======== Provided records ========
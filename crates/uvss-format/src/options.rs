//! Options for whitespace normalization.

/// Options for [`normalize_whitespace`](crate::normalize_whitespace).
#[derive(Debug, Clone)]
pub struct NormalizeOptions {
    /// Indentation string per enclosing block (default: "    " - 4 spaces)
    pub indent: &'static str,

    /// Line break written between lines (default: "\n")
    pub end_of_line: &'static str,
}

impl Default for NormalizeOptions {
    fn default() -> Self {
        Self {
            indent: "    ",
            end_of_line: "\n",
        }
    }
}

impl NormalizeOptions {
    /// Create new default options.
    pub fn new() -> Self {
        Self::default()
    }

    /// Set a custom indentation string.
    pub fn indent(mut self, indent: &'static str) -> Self {
        self.indent = indent;
        self
    }

    /// Set the line break, e.g. `"\r\n"`.
    pub fn end_of_line(mut self, end_of_line: &'static str) -> Self {
        self.end_of_line = end_of_line;
        self
    }
}
//! Typed views over `LIST` nodes.
//!
//! An absent list slot is an empty list, so both views wrap an
//! `Option<SyntaxNode>`.

use crate::SyntaxNode;

/// Physical shape of a list, chosen by its child count.
#[derive(Debug, Clone, Copy, PartialEq, Eq)]
pub enum ListShape {
    Empty,
    Single,
    Two,
    /// Three to nine children.
    Many,
    /// Ten children or more.
    Lots,
}

impl ListShape {
    pub fn for_count(count: usize) -> Self {
        match count {
            0 => ListShape::Empty,
            1 => ListShape::Single,
            2 => ListShape::Two,
            3..=9 => ListShape::Many,
            _ => ListShape::Lots,
        }
    }
}

/// A list of nodes.
#[derive(Debug, Clone, Copy)]
pub struct SyntaxList<'t> {
    node: Option<SyntaxNode<'t>>,
}

impl<'t> SyntaxList<'t> {
    pub fn new(node: Option<SyntaxNode<'t>>) -> Self {
        Self { node }
    }

    /// The underlying `LIST` node, if any.
    pub fn node(&self) -> Option<SyntaxNode<'t>> {
        self.node
    }

    pub fn count(&self) -> usize {
        self.node.map_or(0, |node| node.slot_count())
    }

    pub fn is_empty(&self) -> bool {
        self.count() == 0
    }

    pub fn item(&self, index: usize) -> Option<SyntaxNode<'t>> {
        self.node?.slot(index).ok().flatten()
    }

    pub fn iter(self) -> impl Iterator<Item = SyntaxNode<'t>> + 't {
        let node = self.node;
        (0..self.count()).filter_map(move |index| node?.slot(index).ok().flatten())
    }

    pub fn shape(&self) -> ListShape {
        ListShape::for_count(self.count())
    }
}

/// A list of items interleaved with separator tokens: `a , b , c`.
///
/// Items sit at even child indices and separators at odd ones.
#[derive(Debug, Clone, Copy)]
pub struct SeparatedSyntaxList<'t> {
    list: SyntaxList<'t>,
}

impl<'t> SeparatedSyntaxList<'t> {
    pub fn new(node: Option<SyntaxNode<'t>>) -> Self {
        Self {
            list: SyntaxList::new(node),
        }
    }

    pub fn node(&self) -> Option<SyntaxNode<'t>> {
        self.list.node()
    }

    /// Number of items, separators excluded.
    pub fn count(&self) -> usize {
        self.list.count().div_ceil(2)
    }

    pub fn is_empty(&self) -> bool {
        self.list.is_empty()
    }

    pub fn item(&self, index: usize) -> Option<SyntaxNode<'t>> {
        self.list.item(index * 2)
    }

    pub fn separator_count(&self) -> usize {
        self.list.count() / 2
    }

    /// The separator following item `index`.
    pub fn separator(&self, index: usize) -> Option<SyntaxNode<'t>> {
        self.list.item(index * 2 + 1)
    }

    pub fn iter(self) -> impl Iterator<Item = SyntaxNode<'t>> + 't {
        self.list.iter().step_by(2)
    }

    pub fn separators(self) -> impl Iterator<Item = SyntaxNode<'t>> + 't {
        self.list.iter().skip(1).step_by(2)
    }

    /// Items and separators in source order.
    pub fn with_separators(self) -> impl Iterator<Item = SyntaxNode<'t>> + 't {
        self.list.iter()
    }
}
========
Instructions for the task -> Transcribe all of the records exactly.

Solution for this problem ->
filename crates/uvss-format/src/options.rs
//! Options for whitespace normalization.

/// Options for [`normalize_whitespace`](crate::normalize_whitespace).
#[derive(Debug, Clone)]
pub struct NormalizeOptions {
    /// Indentation string per enclosing block (default: "    " - 4 spaces)
    pub indent: &'static str,

    /// Line break written between lines (default: "\n")
    pub end_of_line: &'static str,
}

impl Default for NormalizeOptions {
    fn default() -> Self {
        Self {
            indent: "    ",
            end_of_line: "\n",
        }
    }
}

impl NormalizeOptions {
    /// Create new default options.
    pub fn new() -> Self {
        Self::default()
    }

    /// Set a custom indentation string.
    pub fn indent(mut self, indent: &'static str) -> Self {
        self.indent = indent;
        self
    }

    /// Set the line break, e.g. `"\r\n"`.
    pub fn end_of_line(mut self, end_of_line: &'static str) -> Self {
        self.end_of_line = end_of_line;
        self
    }
}
//! Typed views over `LIST` nodes.
//!
//! An absent list slot is an empty list, so both views wrap an
//! `Option<SyntaxNode>`.

use crate::SyntaxNode;

/// Physical shape of a list, chosen by its child count.
#[derive(Debug, Clone, Copy, PartialEq, Eq)]
pub enum ListShape {
    Empty,
    Single,
    Two,
    /// Three to nine children.
    Many,
    /// Ten children or more.
    Lots,
}

impl ListShape {
    pub fn for_count(count: usize) -> Self {
        match count {
            0 => ListShape::Empty,
            1 => ListShape::Single,
            2 => ListShape::Two,
            3..=9 => ListShape::Many,
            _ => ListShape::Lots,
        }
    }
}

/// A list of nodes.
#[derive(Debug, Clone, Copy)]
pub struct SyntaxList<'t> {
    node: Option<SyntaxNode<'t>>,
}

impl<'t> SyntaxList<'t> {
    pub fn new(node: Option<SyntaxNode<'t>>) -> Self {
        Self { node }
    }

    /// The underlying `LIST` node, if any.
    pub fn node(&self) -> Option<SyntaxNode<'t>> {
        self.node
    }

    pub fn count(&self) -> usize {
        self.node.map_or(0, |node| node.slot_count())
    }

    pub fn is_empty(&self) -> bool {
        self.count() == 0
    }

    pub fn item(&self, index: usize) -> Option<SyntaxNode<'t>> {
        self.node?.slot(index).ok().flatten()
    }

    pub fn iter(self) -> impl Iterator<Item = SyntaxNode<'t>> + 't {
        let node = self.node;
        (0..self.count()).filter_map(move |index| node?.slot(index).ok().flatten())
    }

    pub fn shape(&self) -> ListShape {
        ListShape::for_count(self.count())
    }
}

/// A list of items interleaved with separator tokens: `a , b , c`.
///
/// Items sit at even child indices and separators at odd ones.
#[derive(Debug, Clone, Copy)]
pub struct SeparatedSyntaxList<'t> {
    list: SyntaxList<'t>,
}

impl<'t> SeparatedSyntaxList<'t> {
    pub fn new(node: Option<SyntaxNode<'t>>) -> Self {
        Self {
            list: SyntaxList::new(node),
        }
    }

    pub fn node(&self) -> Option<SyntaxNode<'t>> {
        self.list.node()
    }

    /// Number of items, separators excluded.
    pub fn count(&self) -> usize {
        self.list.count().div_ceil(2)
    }

    pub fn is_empty(&self) -> bool {
        self.list.is_empty()
    }

    pub fn item(&self, index: usize) -> Option<SyntaxNode<'t>> {
        self.list.item(index * 2)
    }

    pub fn separator_count(&self) -> usize {
        self.list.count() / 2
    }

    /// The separator following item `index`.
    pub fn separator(&self, index: usize) -> Option<SyntaxNode<'t>> {
        self.list.item(index * 2 + 1)
    }

    pub fn iter(self) -> impl Iterator<Item = SyntaxNode<'t>> + 't {
        self.list.iter().step_by(2)
    }

    pub fn separators(self) -> impl Iterator<Item = SyntaxNode<'t>> + 't {
        self.list.iter().skip(1).step_by(2)
    }

    /// Items and separators in source order.
    pub fn with_separators(self) -> impl Iterator<Item = SyntaxNode<'t>> + 't {
        self.list.iter()
    }
}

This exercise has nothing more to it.